By: Meghan Falk

In sharp contrast to Jerry Seinfeld’s fictional trip to the courthouse, where he ended up in prison for “criminal indifference” in the series finale of Seinfeld, a judge ruled on February 26, 2021 that Seinfeld be reimbursed for legal fees after arguing against an “opportunistic” copyright lawsuit.[1] 

In early 2018, Seinfeld’s one-time collaborator, Christian Charles, brought a lawsuit against Seinfeld asserting he owned copyrights in Comedians in Cars Getting Coffee.[2]  The show featured Seinfeld interviewing guests while driving in vintage cars, and it moved to Netflix in 2017.[3]  The original dispute boiled down to a statute of limitations issue. 

In a light most favorable to Charles, he had “produced a treatment for Comedians in Cars Getting Coffee and worked with Seinfeld to shoot the pilot.”[4]  Seinfeld insisted that Charles’s involvement was “limited to a work-for-hire directing role” and he “repeatedly rejected Charles’s requests for backend compensation” although he paid Charles’s production company over $100,000 for the pilot.[5]  Seinfeld ultimately produced and distributed the show without crediting Charles, and the pilot premiered in 2012.[6] 

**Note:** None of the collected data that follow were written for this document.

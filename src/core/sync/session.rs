use std::sync::atomic::{AtomicU64, Ordering};
use std::time::Duration;

use futures_util::stream::{SplitSink, SplitStream};
use futures_util::{SinkExt, StreamExt};
use rand::Rng;
use thiserror::Error;
use tokio::net::TcpStream;
use tokio::sync::mpsc;
use tokio::task::JoinHandle;
use tokio::time::{interval, sleep, sleep_until, timeout, Instant, MissedTickBehavior};
use tokio_tungstenite::tungstenite::{self, Message};
use tokio_tungstenite::{MaybeTlsStream, WebSocketStream};

use super::drift::{DriftCorrector, PlayStateChange, RecoveryTier, SyncTick, TickReport};
use super::engine::AudioEngine;
use super::estimator::{ClockOffsetEstimate, ClockSyncEstimator, ProbeProgress, RoundOutcome};
use crate::core::clock::epoch_millis;
use crate::core::config::{ListenerConfig, SyncTuning};
use crate::core::events::{ClientMessage, CommandFailure, PlaybackCommand, ServerMessage};
use crate::core::room::RoomSnapshot;

type WsStream = WebSocketStream<MaybeTlsStream<TcpStream>>;
type WsSink = SplitSink<WsStream, Message>;
type WsSource = SplitStream<WsStream>;

#[derive(Debug, Error)]
pub enum SessionError {
    #[error("listener session is not running")]
    NotRunning,
    #[error("failed to connect to {url}: {source}")]
    Connect {
        url: String,
        source: Box<tungstenite::Error>,
    },
    #[error("timed out connecting to {url} after {timeout_ms}ms")]
    ConnectTimeout { url: String, timeout_ms: u64 },
    #[error("websocket error: {0}")]
    Transport(#[from] Box<tungstenite::Error>),
    #[error("failed to encode message: {0}")]
    Encode(#[from] serde_json::Error),
    #[error("server closed the connection")]
    Closed,
}

#[derive(Debug, Clone, Copy, PartialEq, Eq)]
pub enum ConnectionState {
    Connecting,
    Connected,
    Reconnecting,
    Disconnected,
}

#[derive(Debug, Clone, PartialEq)]
pub enum SessionEvent {
    Connection {
        state: ConnectionState,
        reason: Option<String>,
    },
    Authenticated {
        user_id: String,
    },
    Joined {
        room_id: String,
    },
    Left {
        room_id: String,
    },
    RoomState(RoomSnapshot),
    CommandResult {
        request_id: u64,
        result: Result<RoomSnapshot, CommandFailure>,
    },
    ClockEstimate(ClockOffsetEstimate),
    Correction(TickReport),
    PlayState(PlayStateChange),
    SyncFailed {
        message: String,
    },
    ServerError {
        message: String,
    },
}

pub type SessionEvents = mpsc::UnboundedReceiver<SessionEvent>;

pub struct ListenerSession {
    worker: Option<JoinHandle<()>>,
    command_tx: Option<mpsc::UnboundedSender<SessionCommand>>,
    next_request_id: AtomicU64,
}

impl ListenerSession {
    pub fn new() -> Self {
        Self {
            worker: None,
            command_tx: None,
            next_request_id: AtomicU64::new(1),
        }
    }

    pub async fn connect(
        &mut self,
        config: ListenerConfig,
        engine: Box<dyn AudioEngine>,
    ) -> SessionEvents {
        self.disconnect().await;

        let (command_tx, command_rx) = mpsc::unbounded_channel();
        let (event_tx, event_rx) = mpsc::unbounded_channel();
        let handle = tokio::spawn(run_listener_worker(config, engine, command_rx, event_tx));

        self.command_tx = Some(command_tx);
        self.worker = Some(handle);
        event_rx
    }

    /// Stops the worker and waits for it; no timer touches the engine afterwards.
    pub async fn disconnect(&mut self) {
        if let Some(tx) = self.command_tx.take() {
            let _ = tx.send(SessionCommand::Disconnect);
        }
        if let Some(worker) = self.worker.take() {
            let _ = worker.await;
        }
    }

    pub fn is_running(&self) -> bool {
        self.worker
            .as_ref()
            .is_some_and(|worker| !worker.is_finished())
    }

    pub fn join_room(&self, room_id: impl Into<String>) -> Result<(), SessionError> {
        self.send_command(SessionCommand::JoinRoom(room_id.into()))
    }

    pub fn leave_room(&self) -> Result<(), SessionError> {
        self.send_command(SessionCommand::LeaveRoom)
    }

    pub fn send_playback(&self, command: PlaybackCommand) -> Result<u64, SessionError> {
        let request_id = self.next_request_id.fetch_add(1, Ordering::Relaxed);
        self.send_command(SessionCommand::Playback {
            request_id,
            command,
        })?;
        Ok(request_id)
    }

    pub fn refresh_state(&self) -> Result<(), SessionError> {
        self.send_command(SessionCommand::RefreshState)
    }

    pub fn set_volume(&self, volume: f32) -> Result<(), SessionError> {
        self.send_command(SessionCommand::SetVolume(volume))
    }

    pub fn set_muted(&self, muted: bool) -> Result<(), SessionError> {
        self.send_command(SessionCommand::SetMuted(muted))
    }

    fn send_command(&self, command: SessionCommand) -> Result<(), SessionError> {
        let Some(tx) = &self.command_tx else {
            return Err(SessionError::NotRunning);
        };
        tx.send(command).map_err(|_| SessionError::NotRunning)
    }
}

impl Default for ListenerSession {
    fn default() -> Self {
        Self::new()
    }
}

#[derive(Debug)]
enum SessionCommand {
    Disconnect,
    JoinRoom(String),
    LeaveRoom,
    Playback {
        request_id: u64,
        command: PlaybackCommand,
    },
    RefreshState,
    SetVolume(f32),
    SetMuted(bool),
}

struct LiveConnection {
    sink: WsSink,
    stream: WsSource,
}

// Everything that survives a reconnect.
struct SyncState {
    tuning: SyncTuning,
    estimator: ClockSyncEstimator,
    corrector: DriftCorrector,
    engine: Box<dyn AudioEngine>,
    events: mpsc::UnboundedSender<SessionEvent>,
    desired_room: Option<String>,
    snapshot: Option<RoomSnapshot>,
    next_sync: Option<Instant>,
    next_probe: Option<Instant>,
    probe_deadline: Option<Instant>,
}

impl SyncState {
    fn new(
        tuning: SyncTuning,
        engine: Box<dyn AudioEngine>,
        events: mpsc::UnboundedSender<SessionEvent>,
        desired_room: Option<String>,
    ) -> Self {
        Self {
            estimator: ClockSyncEstimator::new(tuning.clone()),
            corrector: DriftCorrector::new(tuning.clone()),
            tuning,
            engine,
            events,
            desired_room,
            snapshot: None,
            next_sync: None,
            next_probe: None,
            probe_deadline: None,
        }
    }

    fn emit(&self, event: SessionEvent) {
        let _ = self.events.send(event);
    }

    fn is_current_room(&self, room_id: &str) -> bool {
        self.desired_room.as_deref() == Some(room_id)
    }

    fn server_now_ms(&self) -> f64 {
        self.estimator.server_time_ms(epoch_millis())
    }

    fn apply_snapshot(&mut self, snapshot: RoomSnapshot) {
        if !self.is_current_room(&snapshot.room_id) {
            return;
        }
        if track_changed(self.snapshot.as_ref(), &snapshot) {
            self.corrector.reset();
            self.next_sync = None;
        }
        self.snapshot = Some(snapshot.clone());
        self.sync_play_state();
        if self.next_sync.is_none() {
            self.next_sync = Some(Instant::now() + self.corrector.interval());
        }
        self.emit(SessionEvent::RoomState(snapshot));
    }

    fn sync_play_state(&mut self) {
        let Some(snapshot) = &self.snapshot else {
            return;
        };
        let server_now = self.estimator.server_time_ms(epoch_millis());
        match self
            .corrector
            .sync_play_state(snapshot, server_now, self.engine.as_mut())
        {
            Ok(PlayStateChange::Unchanged) => {}
            Ok(change) => {
                log::info!("play state: {change:?}");
                self.emit(SessionEvent::PlayState(change));
            }
            Err(err) => log::warn!("failed to sync play state: {err}"),
        }
    }

    // Returns whether a clock probe round is wanted.
    fn run_correction(&mut self) -> bool {
        self.next_sync = Some(Instant::now() + self.corrector.interval());
        let Some(snapshot) = &self.snapshot else {
            return false;
        };
        let server_now = self.server_now_ms();
        let tolerance = self.estimator.tolerance_ms(&self.corrector.recent_gaps());
        let tick = self
            .corrector
            .tick(snapshot, server_now, tolerance, self.engine.as_mut());
        self.next_sync = Some(Instant::now() + self.corrector.interval());

        let SyncTick::Ran(report) = tick else {
            return false;
        };
        let escalation = report.escalation;
        self.emit(SessionEvent::Correction(report));
        match escalation {
            Some(RecoveryTier::RecomputeClock) => true,
            Some(RecoveryTier::GiveUp) => {
                let message = format!(
                    "playback could not be kept in sync after {} failed corrections",
                    self.corrector.failure_count()
                );
                log::warn!("{message}");
                self.emit(SessionEvent::SyncFailed { message });
                false
            }
            _ => false,
        }
    }

    fn clear_room(&mut self) {
        self.snapshot = None;
        self.next_sync = None;
        self.next_probe = None;
        self.probe_deadline = None;
        self.estimator.cancel_round();
        self.corrector.reset();
        let _ = self.engine.pause();
        self.engine.unload();
    }

    fn handle_offline_command(&mut self, command: SessionCommand) {
        match command {
            SessionCommand::Disconnect => {}
            SessionCommand::JoinRoom(room_id) => {
                self.clear_room();
                self.desired_room = Some(room_id);
            }
            SessionCommand::LeaveRoom => {
                self.clear_room();
                self.desired_room = None;
            }
            SessionCommand::Playback { request_id, .. } => {
                self.emit(SessionEvent::CommandResult {
                    request_id,
                    result: Err(CommandFailure {
                        kind: "not_connected".to_string(),
                        message: "not connected to the server".to_string(),
                    }),
                });
            }
            SessionCommand::RefreshState => {}
            SessionCommand::SetVolume(volume) => self.engine.set_volume(volume),
            SessionCommand::SetMuted(muted) => self.engine.set_muted(muted),
        }
    }
}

The Copyright Act imposes a three-year statute of limitations period.[7]  Since this claim turned on who owned the copyright, the “clock beg[an] to run when the claimant receive[d] notice that someone else claim[ed] sole authorship or ownership of the disputed work.”[8]  The Court held that Charles had notice as early as 2011, when Seinfeld refused to send backend compensation, and as late as 2012, when the pilot aired without crediting Charles.[9]  Therefore, the statute of limitations expired in 2015––at the latest.  In 2017, Netflix and Seinfeld reached a $100 million distribution deal.[10]  After the news of this deal became public late in 2017, Charles contacted Seinfeld and demanded mediation; Charles ultimately sued for copyright infringement in February 2018.[11] 

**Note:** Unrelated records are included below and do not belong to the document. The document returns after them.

use std::sync::Arc;

use tokio::sync::mpsc::error::TrySendError;

use super::registry::ConnectionRegistry;
use crate::core::events::{PlaybackEvent, ServerMessage};

#[derive(Debug, Clone, Copy, Default, PartialEq, Eq)]
pub struct PublishReport {
    pub delivered: usize,
    pub dropped: usize,
}

#[derive(Clone)]
pub struct Broadcaster {
    registry: Arc<ConnectionRegistry>,
}

impl Broadcaster {
    pub fn new(registry: Arc<ConnectionRegistry>) -> Self {
        Self { registry }
    }

    pub fn registry(&self) -> &Arc<ConnectionRegistry> {
        &self.registry
    }

    pub fn publish(&self, event: &PlaybackEvent) -> PublishReport {
        let mut report = PublishReport::default();
        for (id, outbound) in self.registry.subscribers(&event.room_id) {
            let message = ServerMessage::Playback {
                event: event.clone(),
            };
            match outbound.try_send(message) {
                Ok(()) => report.delivered += 1,
                Err(TrySendError::Full(_)) => {
                    log::warn!(
                        "subscriber {id} in room {} is not keeping up; disconnecting",
                        event.room_id
                    );
                    self.registry.remove(id);
                    report.dropped += 1;
                }
                Err(TrySendError::Closed(_)) => {
                    self.registry.remove(id);
                    report.dropped += 1;
                }
            }
        }

        log::debug!(
            "published {} to room {} ({} delivered, {} dropped)",
            event.event_type.as_str(),
            event.room_id,
            report.delivered,
            report.dropped
        );
        report
    }
}

#[cfg(test)]
mod tests {
    use tokio::sync::mpsc;

    use super::*;
    use crate::core::events::PlaybackEventType;
    use crate::core::room::directory::{InMemoryDirectory, Principal};
    use crate::core::room::state::RoomSnapshot;

    fn setup() -> Broadcaster {
        let directory = Arc::new(InMemoryDirectory::new());
        directory.create_room("lobby", Principal::new("admin"));
        Broadcaster::new(Arc::new(ConnectionRegistry::new(directory)))
    }

    fn stopped_event(room_id: &str) -> PlaybackEvent {
        PlaybackEvent::new(
            PlaybackEventType::PlaybackStopped,
            RoomSnapshot::idle(room_id, 42),
        )
    }

    #[test]
    fn publishing_to_an_empty_room_is_a_no_op() {
        let broadcaster = setup();
        assert_eq!(broadcaster.publish(&stopped_event("lobby")), PublishReport::default());
    }

    #[test]
    fn stalled_subscriber_is_dropped_without_affecting_others() {
        let broadcaster = setup();
        let registry = broadcaster.registry();

        let (fast_tx, mut fast_rx) = mpsc::channel(8);
        let (slow_tx, _slow_rx) = mpsc::channel(1);
        let fast = registry.register(fast_tx);
        let slow = registry.register(slow_tx);
        for (id, user) in [(fast, "fast"), (slow, "slow")] {
            registry.authenticate(id, Principal::new(user)).expect("auth");
            registry.join(id, "lobby").expect("join");
        }

        let first = broadcaster.publish(&stopped_event("lobby"));
        assert_eq!(first, PublishReport { delivered: 2, dropped: 0 });
        let second = broadcaster.publish(&stopped_event("lobby"));
        assert_eq!(second, PublishReport { delivered: 1, dropped: 1 });

        assert_eq!(registry.subscriber_count("lobby"), 1);
        assert!(fast_rx.try_recv().is_ok());
        assert!(fast_rx.try_recv().is_ok());
    }

    #[test]
    fn closed_subscriber_is_removed() {
        let broadcaster = setup();
        let registry = broadcaster.registry();
        let (tx, rx) = mpsc::channel(4);
        let id = registry.register(tx);
        registry.authenticate(id, Principal::new("gone")).expect("auth");
        registry.join(id, "lobby").expect("join");
        drop(rx);

        let report = broadcaster.publish(&stopped_event("lobby"));
        assert_eq!(report, PublishReport { delivered: 0, dropped: 1 });
        assert_eq!(registry.connection_count(), 0);
    }
}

The district court held that Charles’s claim was time-barred as it was outside of the statute of limitations.[12]  The Second Circuit affirmed.[13]  Charles further appealed to the Supreme Court and certiorari was denied.[14]  The magistrate judge recommended that Seinfeld should not receive any monetary awards in the form of attorney’s fees, which Seinfeld then challenged. [15]  Seinfeld’s reimbursement of attorney’s fees was the issue presented in this most recent decision.[16]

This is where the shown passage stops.